Speaker: Dr. Alireza Ghahari, National Eye Institute, NIH​

Title: Systems Engineering Techniques for Visual Neuroscience

Abstract: Research in visual neuroscience addresses how neuronal population coding in vertebrate retina mediates the broad range of visual functions. Timely, elaborate research progress in this field is driven forward by iterative, exploratory cycles of development, technical validation, experiments, and performance optimization. This has provided unique opportunity for design creativity and exploration of diverse approaches to deliver services and software solutions with an acute sensitivity to the challenges of the neuroscience research spectrum. In particular, systems engineering techniques have posed as one of the potent and efficient ways, enabling much synergy and coherence in long-term strategic planning for research groups. Moreover, they have reduced the essential burden of systematic engineering an essential yet time-consuming part of the process-allowing neuroscientists to redirect their focus toward activities at the frontiers.

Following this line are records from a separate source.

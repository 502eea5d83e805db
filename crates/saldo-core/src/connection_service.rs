//! Drives the bank-connection state machine.
//!
//! A connection starts as a requisition pointing the user at the
//! institution's own authorization page. Completion is never pushed back
//! to us; `finalize` polls the requisition and may be called repeatedly
//! until the provider reports it linked.

use std::sync::{Mutex, MutexGuard};

use chrono::Utc;
use saldo_banking::{GoCardlessClient, Institution};
use saldo_config::{BankingConfig, ConfigManager};
use saldo_domain::{LinkedAccount, Requisition, RequisitionStatus};

use crate::CoreError;

/// Result of creating a requisition: the link the user must open
/// externally to authorize the connection.
#[derive(Debug, Clone)]
pub struct ConnectionLink {
    pub requisition_id: String,
    pub link: String,
    pub status: RequisitionStatus,
}

/// Result of a finalize attempt. `Pending` and `NoAccounts` are expected
/// outcomes, not errors; the caller retries or gives up.
#[derive(Debug, Clone)]
pub enum FinalizeOutcome {
    Pending { status: RequisitionStatus },
    NoAccounts,
    Linked { accounts: Vec<LinkedAccount> },
}

pub struct ConnectionService {
    client: GoCardlessClient,
    manager: ConfigManager,
    config: Mutex<BankingConfig>,
}

impl ConnectionService {
    /// Loads the stored state and pushes any persisted credentials into
    /// the client.
    pub async fn new(client: GoCardlessClient, manager: ConfigManager) -> Result<Self, CoreError> {
        let config = manager.load()?;
        if config.has_credentials() {
            client
                .set_credentials(config.secret_id.clone(), config.secret_key.clone())
                .await;
        }
        Ok(Self {
            client,
            manager,
            config: Mutex::new(config),
        })
    }

    /// Shared handle to the aggregator client, for the sync pipeline.
    pub fn client(&self) -> GoCardlessClient {
        self.client.clone()
    }

    pub fn has_credentials(&self) -> bool {
        self.config().has_credentials()
    }

    pub fn credentials(&self) -> (String, String) {
        let config = self.config();
        (config.secret_id.clone(), config.secret_key.clone())
    }

    /// Stores a new key pair; the cached session token is invalidated so
    /// the next call re-authenticates.
    pub async fn set_credentials(&self, secret_id: &str, secret_key: &str) -> Result<(), CoreError> {
        self.client.set_credentials(secret_id, secret_key).await;
        let mut config = self.config();
        config.set_credentials(secret_id, secret_key);
        self.manager.save(&config)?;
        Ok(())
    }

    /// Removes the key pair and everything that depends on it: linked
    /// accounts, stored requisitions, and the cached session token.
    pub async fn remove_credentials(&self) -> Result<(), CoreError> {
        self.client.clear_credentials().await;
        let mut config = self.config();
        config.remove_credentials();
        self.manager.save(&config)?;
        Ok(())
    }

    pub async fn list_institutions(&self, country: &str) -> Result<Vec<Institution>, CoreError> {
        Ok(self.client.list_institutions(country).await?)
    }

    /// Creates a requisition for the institution and stores it for later
    /// finalize attempts. The returned link must be opened externally.
    pub async fn create_connection(&self, institution_id: &str) -> Result<ConnectionLink, CoreError> {
        let detail = self.client.create_requisition(institution_id).await?;
        {
            let mut config = self.config();
            config.push_requisition(Requisition {
                id: detail.id.clone(),
                institution_id: institution_id.to_string(),
                link: detail.link.clone(),
                status: detail.status.clone(),
                created_at: Utc::now(),
            });
            self.manager.save(&config)?;
        }
        Ok(ConnectionLink {
            requisition_id: detail.id,
            link: detail.link,
            status: detail.status,
        })
    }

    /// Re-queries the requisition and, once linked, turns each reported
    /// account id into a [`LinkedAccount`].
    ///
    /// A failing detail fetch skips that account and keeps going; one bad
    /// account never aborts the batch. Re-finalizing an already linked
    /// account refreshes its metadata instead of duplicating it.
    pub async fn finalize(
        &self,
        requisition_id: &str,
        institution_name: &str,
        institution_logo: &str,
    ) -> Result<FinalizeOutcome, CoreError> {
        let detail = self.client.requisition(requisition_id).await?;
        if !detail.status.is_linked() {
            self.store_requisition_status(requisition_id, detail.status.clone())?;
            tracing::info!(
                requisition_id = %requisition_id,
                status = %detail.status,
                "authorization not completed yet"
            );
            return Ok(FinalizeOutcome::Pending {
                status: detail.status,
            });
        }

        if detail.accounts.is_empty() {
            self.store_requisition_status(requisition_id, detail.status)?;
            return Ok(FinalizeOutcome::NoAccounts);
        }

        let mut linked = Vec::new();
        for provider_account_id in &detail.accounts {
            match self.client.account_details(provider_account_id).await {
                Ok(account) => linked.push(LinkedAccount {
                    provider_account_id: provider_account_id.clone(),
                    requisition_id: requisition_id.to_string(),
                    institution_name: institution_name.to_string(),
                    institution_logo: institution_logo.to_string(),
                    iban: account.iban.unwrap_or_default(),
                    owner_name: account.owner_name.unwrap_or_default(),
                    currency: account.currency.unwrap_or_else(|| "EUR".to_string()),
                    product: account
                        .product
                        .unwrap_or_else(|| institution_name.to_string()),
                    linked_at: Utc::now(),
                }),
                Err(err) => {
                    tracing::warn!(
                        account_id = %provider_account_id,
                        error = %err,
                        "skipping account: detail fetch failed"
                    );
                }
            }
        }

        {
            let mut config = self.config();
            for account in &linked {
                config.upsert_linked_account(account.clone());
            }
            if let Some(stored) = config.requisition_mut(requisition_id) {
                stored.status = detail.status;
            }
            self.manager.save(&config)?;
        }

        tracing::info!(
            requisition_id = %requisition_id,
            linked = linked.len(),
            "connection finalized"
        );
        Ok(FinalizeOutcome::Linked { accounts: linked })
    }

    pub fn linked_accounts(&self) -> Vec<LinkedAccount> {
        self.config().linked_accounts.clone()
    }

    pub fn requisitions(&self) -> Vec<Requisition> {
        self.config().requisitions.clone()
    }

    /// Removes a linked account; returns whether anything was removed.
    pub fn unlink(&self, provider_account_id: &str) -> Result<bool, CoreError> {
        let mut config = self.config();
        let removed = config.remove_linked_account(provider_account_id);
        if removed {
            self.manager.save(&config)?;
        }
        Ok(removed)
    }

    /// Requisitions are kept for audit; record the freshest status the
    /// provider reported.
    fn store_requisition_status(
        &self,
        requisition_id: &str,
        status: RequisitionStatus,
    ) -> Result<(), CoreError> {
        let mut config = self.config();
        if let Some(stored) = config.requisition_mut(requisition_id) {
            if stored.status != status {
                stored.status = status;
                self.manager.save(&config)?;
            }
        }
        Ok(())
    }

    fn config(&self) -> MutexGuard<'_, BankingConfig> {
        self.config
            .lock()
            .unwrap_or_else(|poisoned| poisoned.into_inner())
    }
}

During this seminar, I will share the highlights of my career focusing on systems engineering techniques suited to visual neuroscience. In the first part, I explain how my PhD research culminated in neural systems and circuits design approaches to examine the role of the reticular formation of the pons and midbrain as the basic circuitry that mediates saccadic eye movements. The second part concerns my postdoctoral research in which the main thrust has been implementing integrated machine learning routines for classifying the signals that retinal ganglion cells in mouse model use to communicate with the brain. Both these studies have targeted the fundamental goal of estimating the code the language of electrical signals that the central nervous system uses to carry information to and from the eye. They have involved massive efforts on data mining and machine learning approaches to elucidate the sensorimotor control and its base of spiking neural networks in visual neuroscience. Consequently, these efforts have led to improving the quality and optimal use of neuromimetic computing algorithms in this technically demanding field. To facilitate the unprecedented scale of data mining tasks and gain improvement in both performance and speed, it is possible to generalize the data-driven and distributed core of these approaches into other neuroscientific domains.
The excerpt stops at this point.